Copy, word for word, each line of the data below from the first through the line containing "use std::sync::Arc;", and stop there.

╭─ Records shown

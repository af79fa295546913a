//! Continuous trading command
//!
//! Runs the engine against the replay venue with its clock following wall
//! time. Ctrl+C stops the loop after the current step and writes a final
//! checkpoint.

use anyhow::Result;
use std::path::PathBuf;
use std::sync::Arc;
use std::time::Duration;
use tokio::sync::mpsc;
use tokio::time::sleep;
use tracing::{error, info, warn};

use regime_trader::engine::TradingEngine;
use regime_trader::state_manager::SqliteStateManager;
use regime_trader::Config;

pub fn run(config_path: Option<PathBuf>, data_dir: Option<String>, state_db: Option<String>) -> Result<()> {
    let config = super::load_config(config_path.as_deref(), data_dir, state_db)?;
    super::build_runtime()?.block_on(run_async(config))
}

async fn run_async(config: Config) -> Result<()> {
    let mode = if config.exchange.dry_run { "DRY RUN" } else { "LIVE" };

    info!("{}", "=".repeat(62));
    info!("  REGIME TRADER - {} MODE", mode);
    info!("{}", "-".repeat(62));
    info!("  Reference:      {} ({})", config.regime.reference_symbol, config.regime.timeframe);
    info!("  Universe:       {}", universe_label(&config));
    info!("  Max positions:  {}", config.trading.max_open_positions);
    info!("  Stop loss:      {:.2}%", config.trading.stop_loss_pct);
    info!("  Daily target:   {:.2}%", config.trading.daily_profit_target_pct);
    info!(
        "  Cadence:        regime {}s / scan {}s",
        config.regime.interval_secs, config.scanner.interval_secs
    );
    info!("{}", "=".repeat(62));

    if !config.exchange.dry_run {
        warn!("LIVE ORDER SUBMISSION ENABLED");
        warn!("Press Ctrl+C within 10 seconds to abort...");
        for i in (1..=10).rev() {
            info!("Starting in {} seconds...", i);
            sleep(Duration::from_secs(1)).await;
        }
    }

    let gateway = super::replay_gateway(&config)?.with_realtime(config.exchange.replay_speed);

    let state = if config.state.enabled {
        Some(SqliteStateManager::new(&config.state.db_path)?)
    } else {
        None
    };

    let mut engine = TradingEngine::new(config, Arc::new(gateway));
    if let Some(state) = state {
        engine = engine.with_state(state);
    }
    engine.recover().await?;

    let (shutdown_tx, shutdown_rx) = mpsc::channel::<()>(1);
    tokio::spawn(async move {
        match tokio::signal::ctrl_c().await {
            Ok(()) => {
                info!("Received Ctrl+C, initiating shutdown...");
                let _ = shutdown_tx.send(()).await;
            }
            Err(e) => error!("Error setting up signal handler: {}", e),
        }
    });

    info!("Starting trading loop...");
    engine.run(shutdown_rx).await?;
    info!("Trading session ended.");
    Ok(())
}

fn universe_label(config: &Config) -> String {
    if config.trading.universe.is_empty() {
        "all listed symbols".to_string()
    } else {
        config.trading.universe.join(", ")
    }
}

╰─

- Solution -
repository af79fa295546913a
//! Continuous trading command
//!
//! Runs the engine against the replay venue with its clock following wall
//! time. Ctrl+C stops the loop after the current step and writes a final
//! checkpoint.

use anyhow::Result;
use std::path::PathBuf;
use std::sync::Arc;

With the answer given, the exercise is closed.